A História de Diego - 02

Um conto erótico de Kahzim
Categoria: Homossexual
Contém 1286 palavras
Data: 07/08/2013 12:43:33
Última revisão: 14/08/2013 01:01:17

Tudo aconteceu tão rápido que eu até hoje tenho dificuldades em lembrar os detalhes. O Eugênio saiu de mim tão rápido que senti um vácuo atrás. Ele subiu a roupa e saiu correndo em direção ao carro, esquecendo até as roupas. Minha lembrança seguinte foi ter minha cabeça colidindo com a parede do banheiro enquanto tentava vestir minha roupa.

- Que porra é essa, seu viado? Quer transformar minha casa em puteiro de bicha? - Gritou Ernesto na minha cara.

Se eu não tivesse aprendido a ser atrevido desde novo, provavelmente não estaria aqui hoje contando minha história. Segurei as mãos dele e o empurrei para o corredor. Enquanto ele se recuperava da surpresa eu subi meu calção e corri para a cozinha.

Fiquei zanzando pela cozinha pensando no que iria fazer diante daquela situação. Estava tão nervoso que nem pensei no óbvio de sair de casa e dar um tempo. Percebi o erro que cometi quando o Ernesto entra na cozinha com um pedaço de pau na mão.

- Você vai apanhar seu viado filho de uma égua. - Berrou avançando para mim.

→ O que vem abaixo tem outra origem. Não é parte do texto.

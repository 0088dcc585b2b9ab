//! Worker loop: dequeue, look up, classify, fan out.
//!
//! Workers share one task receiver behind an async mutex. A worker never
//! leaves the pool because of a single bad candidate: lookup errors are
//! classified, and panics inside a lookup are caught and logged.

use crate::classify::classify;
use crate::concurrent::{PendingCounter, ScanStats};
use crate::error::SweepError;
use crate::pool::ResolverPool;
use crate::types::{Availability, LookupOutcome};
use futures_util::FutureExt;
use std::panic::AssertUnwindSafe;
use std::sync::Arc;
use tokio::sync::mpsc::{Receiver, UnboundedSender};
use tokio::sync::Mutex;
use tokio_util::sync::CancellationToken;
use tracing::{debug, info, warn};

/// Queue endpoints and counters shared by every worker.
#[derive(Clone)]
pub(crate) struct WorkerContext {
    pub tasks: Arc<Mutex<Receiver<String>>>,
    pub results: UnboundedSender<String>,
    pub progress: UnboundedSender<String>,
    pub pool: Arc<ResolverPool>,
    pub pending_tasks: Arc<PendingCounter>,
    pub pending_results: Arc<PendingCounter>,
    pub pending_progress: Arc<PendingCounter>,
    pub stats: Arc<ScanStats>,
    pub cancel: CancellationToken,
}

/// Run one worker until the task queue closes or the coordinator cancels.
pub(crate) async fn run_worker(id: usize, ctx: WorkerContext) {
    loop {
        let next = tokio::select! {
            biased;
            _ = ctx.cancel.cancelled() => break,
            next = async { ctx.tasks.lock().await.recv().await } => next,
        };

        let Some(domain) = next else { break };

        let outcome = AssertUnwindSafe(check_candidate(&ctx, &domain))
            .catch_unwind()
            .await;

        match outcome {
            Ok(availability) => {
                if availability.is_available() {
                    info!(domain, "AVAILABLE");
                    ctx.pending_results.add();
                    if ctx.results.send(domain.clone()).is_err() {
                        ctx.pending_results.done();
                        ScanStats::incr(&ctx.stats.faults);
                        warn!(worker = id, domain, "result writer is gone");
                    }
                }
            }
            Err(panic) => {
                ScanStats::incr(&ctx.stats.faults);
                warn!(
                    worker = id,
                    domain,
                    panic = panic_message(&panic),
                    "unexpected fault while checking candidate"
                );
            }
        }

        ctx.pending_progress.add();
        if ctx.progress.send(domain).is_err() {
            ctx.pending_progress.done();
            ScanStats::incr(&ctx.stats.faults);
            warn!(worker = id, "checkpointer is gone, progress not recorded");
        }

        ScanStats::incr(&ctx.stats.checked);
        ctx.pending_tasks.done();
    }
    debug!(worker = id, "worker stopped");
}

/// Look up one candidate on the next endpoint and classify the result.
async fn check_candidate(ctx: &WorkerContext, domain: &str) -> Availability {
    let resolver = ctx.pool.next();
    let deadline = ctx.pool.deadline();

    let outcome = match tokio::time::timeout(deadline, resolver.lookup(domain)).await {
        Ok(outcome) => outcome,
        Err(_) => LookupOutcome::TransientFailure(
            SweepError::timeout(format!("lookup of {}", domain), deadline).to_string(),
        ),
    };

    if let LookupOutcome::TransientFailure(reason) = &outcome {
        ScanStats::incr(&ctx.stats.failures);
        debug!(domain, server = %resolver.endpoint(), reason, "transient lookup failure");
    }

    let availability = classify(&outcome);
    if availability.is_available() {
        ScanStats::incr(&ctx.stats.available);
    }
    availability
}

fn panic_message(panic: &Box<dyn std::any::Any + Send>) -> String {
    if let Some(s) = panic.downcast_ref::<&str>() {
        (*s).to_string()
    } else if let Some(s) = panic.downcast_ref::<String>() {
        s.clone()
    } else {
        "unknown panic".to_string()
    }
}
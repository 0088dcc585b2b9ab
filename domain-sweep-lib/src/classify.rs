//! Availability classification.
//!
//! Only an explicit NXDOMAIN counts as available. Timeouts, network errors
//! and malformed responses say nothing about registration, so they are
//! reported as [`Availability::Unknown`] and never written to the output.

use crate::types::{Availability, LookupOutcome};

/// Map a raw lookup outcome to an availability signal.
pub fn classify(outcome: &LookupOutcome) -> Availability {
    match outcome {
        LookupOutcome::Resolved => Availability::Taken,
        LookupOutcome::NonExistent => Availability::Available,
        LookupOutcome::TransientFailure(_) => Availability::Unknown,
    }
}
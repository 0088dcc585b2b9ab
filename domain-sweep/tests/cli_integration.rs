// domain-sweep/tests/cli_integration.rs

use assert_cmd::Command;
use predicates::prelude::*;
use std::fs;
use tempfile::TempDir;

/// Command isolated from the user's config files and environment.
fn sweep(dir: &TempDir) -> Command {
    let mut cmd = Command::cargo_bin("domain-sweep").unwrap();
    cmd.current_dir(dir.path())
        .env("HOME", dir.path())
        .env("XDG_CONFIG_HOME", dir.path().join(".config"))
        .env("RUST_LOG", "off");
    for var in [
        "DS_TLD",
        "DS_LENGTH",
        "DS_ALPHABET",
        "DS_RESOLVERS",
        "DS_TIMEOUT",
        "DS_RETRIES",
        "DS_CONCURRENCY",
        "DS_QUEUE_CAPACITY",
        "DS_OUTPUT",
        "DS_CHECKPOINT",
        "DS_SAMPLE_RATE",
        "DS_SKIP_RECORDED",
        "DS_CONFIG",
    ] {
        cmd.env_remove(var);
    }
    cmd
}

#[test]
fn test_help_lists_main_flags() {
    let dir = TempDir::new().unwrap();
    sweep(&dir)
        .arg("--help")
        .assert()
        .success()
        .stdout(predicate::str::contains("--tld"))
        .stdout(predicate::str::contains("--alphabet"))
        .stdout(predicate::str::contains("--resolver"))
        .stdout(predicate::str::contains("--sample-rate"))
        .stdout(predicate::str::contains("--dry-run"));
}

#[test]
fn test_dry_run_lists_candidates_in_order() {
    let dir = TempDir::new().unwrap();
    let in_order = r"(?s)aa\.test.*ab\.test.*ba\.test.*bb\.test";
    sweep(&dir)
        .args(["--tld", "test", "--length", "2", "--alphabet", "ab"])
        .args(["--dry-run", "4"])
        .assert()
        .success()
        .stdout(predicate::str::contains("4 candidates"))
        .stdout(predicate::str::is_match(in_order).unwrap());

    // No DNS traffic and no files touched
    assert!(!dir.path().join("available.txt").exists());
    assert!(!dir.path().join("progress.txt").exists());
}

#[test]
fn test_dry_run_honors_checkpoint() {
    let dir = TempDir::new().unwrap();
    fs::write(dir.path().join("progress.txt"), "ba.test\n").unwrap();

    sweep(&dir)
        .args(["-t", "test", "-l", "2", "-a", "ab", "--dry-run"])
        .assert()
        .success()
        .stdout(predicate::str::contains("ba.test"))
        .stdout(predicate::str::contains("bb.test"))
        .stdout(predicate::str::contains("aa.test").not());

    sweep(&dir)
        .args(["-t", "test", "-l", "2", "-a", "ab", "--dry-run"])
        .arg("--no-resume")
        .assert()
        .success()
        .stdout(predicate::str::contains("aa.test"))
        .stdout(predicate::str::contains("disabled"));
}

#[test]
fn test_dry_run_rejects_foreign_checkpoint() {
    let dir = TempDir::new().unwrap();
    fs::write(dir.path().join("progress.txt"), "abc.com").unwrap();

    sweep(&dir)
        .args(["-t", "test", "-l", "2", "-a", "ab", "--dry-run"])
        .assert()
        .failure()
        .stderr(predicate::str::contains("Invalid checkpoint"));
}

#[test]
fn test_invalid_alphabet_fails() {
    let dir = TempDir::new().unwrap();
    sweep(&dir)
        .args(["--alphabet", "a-z_", "--dry-run"])
        .assert()
        .failure()
        .stderr(predicate::str::contains("alphabet"));
}

#[test]
fn test_invalid_length_fails() {
    let dir = TempDir::new().unwrap();
    sweep(&dir)
        .args(["--length", "0", "--dry-run"])
        .assert()
        .failure()
        .stderr(predicate::str::contains("length"));
}

#[test]
fn test_config_file_is_applied() {
    let dir = TempDir::new().unwrap();
    fs::write(
        dir.path().join("domain-sweep.toml"),
        "[scan]\ntld = \"io\"\nlength = 1\nalphabet = \"xyz\"\n",
    )
    .unwrap();

    sweep(&dir)
        .arg("--dry-run")
        .assert()
        .success()
        .stdout(predicate::str::contains("3 candidates"))
        .stdout(predicate::str::contains("x.io"));

    // CLI beats the file
    sweep(&dir)
        .args(["--tld", "dev", "--dry-run", "1"])
        .assert()
        .success()
        .stdout(predicate::str::contains("x.dev"));
}

#[test]
fn test_environment_overrides_config_file() {
    let dir = TempDir::new().unwrap();
    fs::write(
        dir.path().join("domain-sweep.toml"),
        "[scan]\ntld = \"io\"\nlength = 1\nalphabet = \"q\"\n",
    )
    .unwrap();

    sweep(&dir)
        .env("DS_TLD", "net")
        .args(["--dry-run", "1"])
        .assert()
        .success()
        .stdout(predicate::str::contains("q.net"));
}

#[test]
fn test_missing_explicit_config_fails() {
    let dir = TempDir::new().unwrap();
    sweep(&dir)
        .args(["--config", "nope.toml", "--dry-run"])
        .assert()
        .failure()
        .stderr(predicate::str::contains("Failed to load config file"));
}

#[test]
fn test_malformed_config_fails() {
    let dir = TempDir::new().unwrap();
    let path = dir.path().join("bad.toml");
    fs::write(&path, "[resolvers]\nservers = [\"not-an-ip\"]\n").unwrap();

    sweep(&dir)
        .arg("--config")
        .arg(&path)
        .arg("--dry-run")
        .assert()
        .failure()
        .stderr(predicate::str::contains("Invalid resolver address"));
}

#[test]
fn test_invalid_timeout_flag_fails() {
    let dir = TempDir::new().unwrap();
    sweep(&dir)
        .args(["--timeout", "soon", "--dry-run"])
        .assert()
        .failure()
        .stderr(predicate::str::contains("--timeout"));
}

A primeira paulada acertou meu braço de lado, senti uma dor enorme com o impacto, que foi forte o suficiente para me jogar contra o armário da cozinha. Me virei para correr e senti outro impacto nas costas que me fez cair. Foi a pior coisa que poderia ter me acontecido. Quando cai de costas ele acertou-me um chute na barriga. Senti o ar faltar no pulmão. Pensei sinceramente que ele iria me matar.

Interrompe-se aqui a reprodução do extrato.